Alzheimer’s disease is the most common form of dementia, in which people become forgetful and confused, usually starting in older age. People with Alzheimer’s have a build-up of two kinds of protein clumps in the brain: amyloid and tau. These seem to start forming in our memory centres, two small curved structures on either side of the head called the hippocampi, before spreading all over the brain.
For a long time, we thought that these proteins, particularly amyloid, were the root cause of the disease, but many experimental therapies that attacked them in some way have failed to reverse or even slow the condition’s progression. And autopsies often reveal the proteins in people who showed no signs of dementia when they were alive. So some suspect that the protein build-up is more of a side-effect of Alzheimer’s than the root cause.
What could be the real trigger? One idea is that it could be the bacteria involved in gum disease. These microbes are found more often in brain samples from people with the condition, and they trigger Alzheimer’s when injected into mice. A vaccine and an anti-bacterial treatment are in the works.

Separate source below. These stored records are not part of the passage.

#[tokio::test]
async fn sqlite_close_keeps_ownership_until_released() {
    let dir = tempfile::tempdir().unwrap();
    let path = dir.path().join("streams.db");

    let kept = SqliteStreamStore::open(&path, quiet_pool(), None).await.unwrap();
    let uuid = kept.node_uuid().to_string();
    kept.close().await;
    assert_eq!(owner_markers(&path).await, vec![uuid]);

    let released = SqliteStreamStore::open(&path, quiet_pool(), None).await.unwrap();
    released.cleanup_storage().await.unwrap();
    released.close().await;
    assert!(owner_markers(&path).await.is_empty());
}

#[tokio::test]
async fn sqlite_detects_miniblock_gap() {
    let dir = tempfile::tempdir().unwrap();
    let path = dir.path().join("streams.db");
    let id = stream(1);

    let store = SqliteStreamStore::open(&path, quiet_pool(), None).await.unwrap();
    store.create_stream_storage(&id, block(0)).await.unwrap();
    promote_next(&store, &id, 1, false, vec![]).await;
    promote_next(&store, &id, 2, false, vec![]).await;

    let mut conn = SqliteConnectOptions::new()
        .filename(&path)
        .connect()
        .await
        .unwrap();
    sqlx::query(&format!(
        "DELETE FROM miniblocks_{} WHERE seq_num = 1",
        table_suffix(&id)
    ))
    .execute(&mut conn)
    .await
    .unwrap();

    let err = store.read_miniblocks(&id, 0, 3).await.unwrap_err();
    assert_eq!(err.kind(), ErrorKind::MiniblocksStorageFailure);
    let err = store.read_stream_from_last_snapshot(&id, 5).await.unwrap_err();
    assert_eq!(err.kind(), ErrorKind::MiniblocksStorageFailure);
}

#[tokio::test]
async fn sqlite_detects_minipool_slot_gap() {
    let dir = tempfile::tempdir().unwrap();
    let path = dir.path().join("streams.db");
    let id = stream(1);

    let store = SqliteStreamStore::open(&path, quiet_pool(), None).await.unwrap();
    store.create_stream_storage(&id, block(0)).await.unwrap();
    store.write_event(&id, 1, 0, event("1")).await.unwrap();
    store.write_event(&id, 1, 1, event("2")).await.unwrap();

    let mut conn = SqliteConnectOptions::new()
        .filename(&path)
        .connect()
        .await
        .unwrap();
    sqlx::query(&format!(
        "DELETE FROM minipools_{} WHERE slot_num = 0",
        table_suffix(&id)
    ))
    .execute(&mut conn)
    .await
    .unwrap();

    let err = store.read_stream_from_last_snapshot(&id, 0).await.unwrap_err();
    assert_eq!(err.kind(), ErrorKind::MiniblocksStorageFailure);
    let err = store.write_event(&id, 1, 2, event("3")).await.unwrap_err();
    assert_eq!(err.kind(), ErrorKind::MiniblocksStorageFailure);
}

// ============================================================================
// Property-Based Tests
// ============================================================================

proptest! {
    /// Property: any sequence of promotions with carryover leaves a gapless
    /// chain and a minipool at the next generation
    #[test]
    fn prop_promotions_stay_gapless(carryovers in prop::collection::vec(0usize..4, 1..8)) {
        let rt = tokio::runtime::Builder::new_current_thread().build().unwrap();
        rt.block_on(async {
            let store = MemoryStreamStore::new();
            let id = stream(1);
            store.create_stream_storage(&id, block(0)).await.unwrap();

            let mut pool_len = 0u64;
            for (i, carry) in carryovers.iter().enumerate() {
                let generation = i as u64 + 1;
                store.write_event(&id, generation, pool_len, event("e")).await.unwrap();
                let carryover: Vec<Bytes> = (0..*carry).map(|c| event(&format!("c{c}"))).collect();
                pool_len = carryover.len() as u64;
                promote_next(&store, &id, generation, false, carryover).await;
            }

            let n = carryovers.len() as u64;
            let blocks = store.read_miniblocks(&id, 0, n + 1).await.unwrap();
            prop_assert_eq!(blocks, (0..=n).map(block).collect::<Vec<_>>());

            let read = store.read_stream_from_last_snapshot(&id, 0).await.unwrap();
            prop_assert_eq!(read.minipool.len() as u64, pool_len);
            store.write_event(&id, n + 1, pool_len, event("tail")).await.unwrap();
            Ok(())
        })?;
    }
}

Another school of thought is that Alzheimer’s is caused by failure of the brain’s sewage disposal system. This “glymphatic” system, a network of fine tubes that drain fluid out of the brain, kicks in when we sleep, and people with Alzheimer’s do often have sleep problems.
But for now, there are sadly no medicines that can cure or prevent the condition. The best we can do is reduce our chances of getting it by adopting healthy lifestyles, in other words not smoking and making sure we eat well and get enough sleep and exercise.